Se trata de las tres primeras sentencias de fondo relacionadas con la responsabilidad civil extracontractual del Estado, explicó el Órgano Judicial en un comunicado emitido por la magistrada María Cristina Chen, quien fue la ponente del fallo y actual presidenta del Supremo.
El fallo no solo contempla indemnizaciones económicas, sino que también impone medidas de reparación ética y simbólica sin precedentes, como la construcción de monumentos y la petición de disculpas públicas por parte de la CSS.
En el informe, Chen explica que, de las 472 demandas instauradas contra el Estado, el 82 por ciento (387 procesos) ya ha alcanzado la etapa de fondo al mes de marzo de 2026.
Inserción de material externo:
//! JWT issuing and validation.
//!
//! Tokens identify an account by email (`sub`) together with the account
//! family (`kind`) and purpose (`token_type`). Access tokens authorize API
//! calls; refresh tokens can only be exchanged for a new access token.

use std::sync::Arc;

use chrono::{Duration, Utc};
use jsonwebtoken::{decode, encode, DecodingKey, EncodingKey, Header, Validation};
use serde::{Deserialize, Serialize};

use crate::{
    model::auth::TokenPairDto,
    server::{
        config::Config,
        error::{auth::AuthError, internal::InternalError, AppError},
    },
};

/// Which account table a token subject belongs to.
#[derive(Debug, Clone, Copy, PartialEq, Eq, Serialize, Deserialize)]
#[serde(rename_all = "snake_case")]
pub enum AccountKind {
    Restaurant,
    User,
}

impl AccountKind {
    pub fn as_str(&self) -> &'static str {
        match self {
            Self::Restaurant => "restaurant",
            Self::User => "user",
        }
    }
}

#[derive(Debug, Clone, Copy, PartialEq, Eq, Serialize, Deserialize)]
#[serde(rename_all = "snake_case")]
pub enum TokenType {
    Access,
    Refresh,
}

impl TokenType {
    pub fn as_str(&self) -> &'static str {
        match self {
            Self::Access => "access",
            Self::Refresh => "refresh",
        }
    }
}

#[derive(Debug, Clone, PartialEq, Serialize, Deserialize)]
pub struct Claims {
    /// Account email
    pub sub: String,
    pub kind: AccountKind,
    pub token_type: TokenType,
    pub iat: i64,
    pub exp: i64,
}

/// Access and refresh token issued together at sign in.
#[derive(Debug, Clone, PartialEq)]
pub struct TokenPair {
    pub access_token: String,
    pub refresh_token: String,
}

impl TokenPair {
    pub fn into_dto(self) -> TokenPairDto {
        TokenPairDto {
            access_token: self.access_token,
            refresh_token: self.refresh_token,
        }
    }
}

struct TokenKeys {
    encoding: EncodingKey,
    decoding: DecodingKey,
    access_ttl_seconds: i64,
    refresh_ttl_seconds: i64,
}

#[derive(Clone)]
pub struct TokenService {
    keys: Arc<TokenKeys>,
}

impl TokenService {
    pub fn new(secret: &str, access_ttl_seconds: i64, refresh_ttl_seconds: i64) -> Self {
        Self {
            keys: Arc::new(TokenKeys {
                encoding: EncodingKey::from_secret(secret.as_bytes()),
                decoding: DecodingKey::from_secret(secret.as_bytes()),
                access_ttl_seconds,
                refresh_ttl_seconds,
            }),
        }
    }

    pub fn from_config(config: &Config) -> Self {
        Self::new(
            &config.jwt_secret,
            config.access_token_ttl_seconds,
            config.refresh_token_ttl_seconds,
        )
    }

    /// Issues a fresh access/refresh pair for the account.
    pub fn issue_pair(&self, kind: AccountKind, email: &str) -> Result<TokenPair, AppError> {
        Ok(TokenPair {
            access_token: self.issue(kind, TokenType::Access, email)?,
            refresh_token: self.issue(kind, TokenType::Refresh, email)?,
        })
    }

    pub fn issue(
        &self,
        kind: AccountKind,
        token_type: TokenType,
        email: &str,
    ) -> Result<String, AppError> {
        let ttl = match token_type {
            TokenType::Access => self.keys.access_ttl_seconds,
            TokenType::Refresh => self.keys.refresh_ttl_seconds,
        };
        let now = Utc::now();
        let claims = Claims {
            sub: email.to_string(),
            kind,
            token_type,
            iat: now.timestamp(),
            exp: (now + Duration::seconds(ttl)).timestamp(),
        };

        let token = encode(&Header::default(), &claims, &self.keys.encoding)
            .map_err(InternalError::TokenEncode)?;

        Ok(token)
    }

    /// Validates signature and expiry, then checks the token was issued for
    /// the expected account kind and purpose.
    ///
    /// # Returns
    /// - `Ok(Claims)` - Token is valid for the requested use
    /// - `Err(AuthError::InvalidToken)` - Bad signature, malformed, or expired
    /// - `Err(AuthError::TokenKindMismatch)` - Wrong account kind or token type
    pub fn validate(
        &self,
        token: &str,
        kind: AccountKind,
        token_type: TokenType,
    ) -> Result<Claims, AuthError> {
        let claims = decode::<Claims>(token, &self.keys.decoding, &Validation::default())
            .map(|data| data.claims)
            .map_err(|e| AuthError::InvalidToken(e.to_string()))?;

        if claims.kind != kind {
            return Err(AuthError::TokenKindMismatch {
                expected: kind.as_str(),
                found: claims.kind.as_str().to_string(),
            });
        }
        if claims.token_type != token_type {
            return Err(AuthError::TokenKindMismatch {
                expected: token_type.as_str(),
                found: claims.token_type.as_str().to_string(),
            });
        }

        Ok(claims)
    }
}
El tribunal determinó que la sola ingesta de un medicamento defectuoso fabricado en el Laboratorio de Producción de Medicamentos de la CSS es suficiente para presumir un “daño moral de carácter objetivo”.
Bajo los criterios de las 100 Reglas de Brasilia sobre vulnerabilidad, la Sala aplicó una valoración probatoria flexible para reconocer la afectación emocional y fisiológica de los demandantes.
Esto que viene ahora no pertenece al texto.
fn procedure_blocks() -> Vec<BlockDescriptor> {
    vec![
        BlockDescriptor::statement("procedure_define", procedure_definition("to"))
            .with_field("NAME", FieldOptions::Free),
        BlockDescriptor::statement("procedure_define_reporter", procedure_definition("to-report"))
            .with_field("NAME", FieldOptions::Free),
        command_block("procedure_report", "report", &["VALUE"]),
        BlockDescriptor::statement(
            "procedure_call",
            rule(|block, _| Ok(Translation::statement(identifier_or(block, "NAME", "setup")))),
        )
        .with_field("NAME", FieldOptions::Free),
        BlockDescriptor::value(
            "procedure_call_reporter",
            OutputType::Any,
            rule(|block, _| Ok(Translation::value(identifier_or(block, "NAME", "0"), Precedence::Atomic))),
        )
        .with_field("NAME", FieldOptions::Free),
    ]
}

fn agent_command_blocks() -> Vec<BlockDescriptor> {
    vec![
        BlockDescriptor::statement(
            "agent_ask",
            rule(|_, r| {
                let agents = r.resolve_value("AGENTS", Precedence::FunctionCall)?;
                let body = r.resolve_statements("DO")?;
                Ok(Translation::statement(format!("ask {} {}", agents, bracketed(&body))))
            }),
        )
        .with_default("AGENTS", "turtles"),
        breed_command("agent_create", "create", false),
        breed_command("agent_sprout", "sprout", true),
        breed_command("agent_hatch", "hatch", true),
        BlockDescriptor::statement(
            "agent_create_link",
            rule(|block, r| {
                let breed = canonical_singular(r.registries(), &field_or(block, "BREED", "link"));
                let direction = link_direction(r.registries(), &breed, &field_or(block, "DIRECTION", "with"));
                let target = r.resolve_value("TARGET", Precedence::FunctionCall)?;
                let body = r.resolve_statements("DO")?;
                Ok(Translation::statement(format!(
                    "create-{}-{} {}{}",
                    breed,
                    direction,
                    target,
                    optional_body(&body)
                )))
            }),
        )
        .with_field("BREED", FieldOptions::Dynamic(link_breed_options))
        .with_field("DIRECTION", FieldOptions::Static(LINK_DIRECTIONS))
        .with_default("TARGET", "nobody"),
        keyword_statement("agent_die", "die"),
    ]
}

fn turtle_blocks() -> Vec<BlockDescriptor> {
    vec![
        command_block("turtle_forward", "fd", &["STEPS"]).with_default("STEPS", "1"),
        command_block("turtle_back", "bk", &["STEPS"]).with_default("STEPS", "1"),
        command_block("turtle_right", "rt", &["DEGREES"]).with_default("DEGREES", "90"),
        command_block("turtle_left", "lt", &["DEGREES"]).with_default("DEGREES", "90"),
        command_block("turtle_setxy", "setxy", &["X", "Y"]),
        BlockDescriptor::statement(
            "agent_set_property",
            rule(|block, r| {
                let property = field_or(block, "PROP", "color");
                let value = r.resolve_value("VALUE", Precedence::None)?;
                Ok(Translation::statement(format!("set {} {}", property, value)))
            }),
        )
        .with_field("PROP", FieldOptions::Static(AGENT_PROPERTIES)),
    ]
}

/// `left SYMBOL right`, both operands resolved at the operator's own class.
/// Infix operators group to the left, so the right operand keeps its
/// parentheses even at equal class: `a - (b - c)`, `a or (b and c)`.
fn binary_block(block_type: &'static str, symbol: &'static str, class: Precedence, output: OutputType) -> BlockDescriptor {
    BlockDescriptor::value(
        block_type,
        output,
        rule(move |_, r| {
            let left = r.resolve_value("A", class)?;
            let right = r.resolve_value_strict("B", class)?;
            Ok(Translation::value(format!("{} {} {}", left, symbol, right), class))
        }),
    )
}

fn unary(symbol: &'static str, class: Precedence) -> TranslateFn {
    rule(move |_, r| {
        let operand = r.resolve_value("X", class)?;
        Ok(Translation::value(format!("{} {}", symbol, operand), class))
    })
}

/// Prefix reporter: `name arg1 arg2 ...`, every argument parenthesised
/// unless atomic.
fn reporter_block(block_type: &'static str, name: &'static str, slots: &'static [&'static str], output: OutputType) -> BlockDescriptor {
    BlockDescriptor::value(block_type, output, rule(move |_, r| call_value(r, name, slots)))
}

fn call_value(r: &mut Resolver<'_, '_>, name: &str, slots: &[&str]) -> Result<Translation, GenerateError> {
    let mut parts = vec![name.to_string()];
    for slot in slots {
        parts.push(r.resolve_value(slot, Precedence::Atomic)?);
    }
    Ok(Translation::value(parts.join(" "), Precedence::FunctionCall))
}

fn command_block(block_type: &'static str, command: &'static str, slots: &'static [&'static str]) -> BlockDescriptor {
    BlockDescriptor::statement(
        block_type,
        rule(move |_, r| {
            let mut parts = vec![command.to_string()];
            for slot in slots {
                parts.push(r.resolve_value(slot, Precedence::None)?);
            }
            Ok(Translation::statement(parts.join(" ")))
        }),
    )
}

fn keyword_statement(block_type: &'static str, keyword: &'static str) -> BlockDescriptor {
    BlockDescriptor::statement(block_type, rule(move |_, _| Ok(Translation::statement(keyword))))
}

fn keyword_value(block_type: &'static str, output: OutputType, keyword: &'static str) -> BlockDescriptor {
    BlockDescriptor::value(block_type, output, rule(move |_, _| Ok(Translation::value(keyword, Precedence::Atomic))))
}

fn procedure_definition(keyword: &'static str) -> TranslateFn {
    rule(move |block, r| {
        let name = identifier_or(block, "NAME", "setup");
        let body = r.resolve_statements("STACK")?;
        if body.is_empty() {
            Ok(Translation::statement(format!("{} {}\nend", keyword, name)))
        } else {
            Ok(Translation::statement(format!("{} {}\n{}\nend", keyword, name, body)))
        }
    })
}
use nlblocks_core::generate_from_project_json;
use nlblocks_core::generator::GenerateOptions;
use nlblocks_core::project::ProjectFile;
use nlblocks_core::registry::{BreedKind, Registries, VariableScope};
use nlblocks_core::workspace::{BlockInstance, Workspace};

const SAMPLE: &str = r#"{
  "registries": {
    "breeds": [
      { "plural": "wolves", "singular": "wolf", "kind": "turtle" }
    ],
    "variables": [
      { "name": "population", "scope": "Global" },
      { "name": "energy", "scope": { "Breed": "wolves" } }
    ]
  },
  "workspace": {
    "blocks": {
      "setup": {
        "type": "procedure_define",
        "fields": { "NAME": "setup" },
        "statements": { "STACK": "create" },
        "topLevel": true,
        "x": 10,
        "y": 10
      },
      "create": {
        "type": "agent_create",
        "fields": { "BREED": "wolves" },
        "inputs": { "COUNT": "ten" }
      },
      "ten": { "type": "math_number", "fields": { "NUM": 10 } }
    }
  }
}"#;

const SAMPLE_OUTPUT: &str = "\
globals [ population ]

breed [ wolves wolf ]

wolves-own [ energy ]

to setup
  create-wolves 10
end";

#[test]
fn sample_project_generates_from_json() {
    let out = generate_from_project_json(SAMPLE, GenerateOptions::default()).unwrap();
    assert_eq!(out, SAMPLE_OUTPUT);
}

#[test]
fn saved_project_loads_back_identically() {
    let mut registries = Registries::new();
    registries.add_breed("roads", "road", BreedKind::UndirectedLink).unwrap();
    registries.add_variable("speed", VariableScope::Turtles).unwrap();
    let mut workspace = Workspace::new();
    workspace
        .insert("tick", BlockInstance::new("observer_tick").top_level_at(0, 0).next("show"))
        .insert("show", BlockInstance::new("output_show").input("VALUE", "msg"))
        .insert("msg", BlockInstance::new("text").field("TEXT", "hi"));

    let dir = tempfile::tempdir().unwrap();
    let path = dir.path().join("nested").join("model.json");
    let project = ProjectFile::capture(&registries, &workspace);
    project.save(&path).unwrap();

    let loaded = ProjectFile::load(&path).unwrap();
    assert_eq!(loaded, project);

    let (restored, restored_workspace) = loaded.into_parts().unwrap();
    assert_eq!(restored.breeds(), registries.breeds());
    assert_eq!(restored.variables(None), registries.variables(None));
    assert_eq!(restored_workspace, workspace);
}

#[test]
fn inconsistent_registries_are_rejected() {
    let json = r#"{
      "registries": {
        "breeds": [ { "plural": "ask", "singular": "asker", "kind": "turtle" } ]
      }
    }"#;
    let project = ProjectFile::from_json(json).unwrap();
    let err = project.into_parts().unwrap_err();
    assert!(format!("{:#}", err).contains("reserved word"));

    let json = r#"{
      "registries": {
        "variables": [ { "name": "energy", "scope": { "Breed": "ghosts" } } ]
      }
    }"#;
    assert!(ProjectFile::from_json(json).unwrap().into_parts().is_err());
}

#[test]
fn malformed_files_report_context() {
    assert!(ProjectFile::from_json("{ not json").is_err());

    let dir = tempfile::tempdir().unwrap();
    let missing = dir.path().join("missing.json");
    let err = ProjectFile::load(&missing).unwrap_err();
    assert!(err.to_string().contains("Failed to read"));
}

#[test]
fn empty_project_generates_nothing() {
    let out = generate_from_project_json("{}", GenerateOptions::default()).unwrap();
    assert_eq!(out, "");
}

#[test]
fn unknown_blocks_surface_as_errors() {
    let json = r#"{
      "workspace": {
        "blocks": { "a": { "type": "legacy_block", "topLevel": true } }
      }
    }"#;
    let err = generate_from_project_json(json, GenerateOptions::default()).unwrap_err();
    assert!(err.to_string().contains("legacy_block"));
}
impl BreedKind {
    pub fn is_link(self) -> bool {
        matches!(self, BreedKind::UndirectedLink | BreedKind::DirectedLink)
    }

    /// Keyword that declares a custom breed of this kind.
    pub fn declaration_keyword(self) -> &'static str {
        match self {
            BreedKind::Turtle | BreedKind::Patch => "breed",
            BreedKind::UndirectedLink => "undirected-link-breed",
            BreedKind::DirectedLink => "directed-link-breed",
        }
    }
}

#[derive(Debug, Clone, PartialEq, Eq, Serialize, Deserialize)]
pub struct Breed {
    pub plural: String,
    pub singular: String,
    pub kind: BreedKind,
    #[serde(default, skip_serializing_if = "std::ops::Not::not")]
    pub builtin: bool,
}

impl Breed {
    fn builtin(plural: &str, singular: &str, kind: BreedKind) -> Self {
        Self {
            plural: plural.to_string(),
            singular: singular.to_string(),
            kind,
            builtin: true,
        }
    }

    pub fn matches(&self, name: &str) -> bool {
        self.plural.eq_ignore_ascii_case(name) || self.singular.eq_ignore_ascii_case(name)
    }
}

#[derive(Debug, Clone, PartialEq, Eq, Serialize, Deserialize)]
pub enum VariableScope {
    Global,
    Turtles,
    Patches,
    Links,
    Breed(String),
}

impl VariableScope {
    /// The agent-set whose `-own` declaration carries this variable, or `None`
    /// for globals.
    pub fn owner(&self) -> Option<&str> {
        match self {
            VariableScope::Global => None,
            VariableScope::Turtles => Some("turtles"),
            VariableScope::Patches => Some("patches"),
            VariableScope::Links => Some("links"),
            VariableScope::Breed(plural) => Some(plural),
        }
    }
}

#[derive(Debug, Clone, PartialEq, Eq, Serialize, Deserialize)]
pub struct Variable {
    pub name: String,
    pub scope: VariableScope,
}

#[derive(Debug, Clone, PartialEq, Eq)]
pub enum RegistryEvent {
    Added { namespace: Namespace, name: String },
    Renamed { namespace: Namespace, old: String, new: String },
    Removed { namespace: Namespace, name: String },
    Reset,
}

/// Custom entries only; the built-in breeds are implied.
#[derive(Debug, Clone, PartialEq, Default, Serialize, Deserialize)]
pub struct RegistrySnapshot {
    #[serde(default)]
    pub breeds: Vec<Breed>,
    #[serde(default)]
    pub variables: Vec<Variable>,
}

type Listener = Box<dyn FnMut(&RegistryEvent)>;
Más allá de lo económico, la sentencia ordena a la CSS la ejecución de acciones para restaurar la dignidad de las víctimas, como disculpas públicas.
Asimismo, ordena la construcción de un monumento y una placa conmemorativa con los nombres de todas las víctimas reconocidas en la sede de la Ciudad de la Salud, así como otra placa en las instalaciones donde funcionaba el Laboratorio de Producción de Medicamentos.
La CSS también deberá incluir en su portal web una sección exclusiva para los casos de dietilenglicol que incluya un mapa interactivo por provincia, permitiendo a cada paciente conocer el estado procesal de su demanda.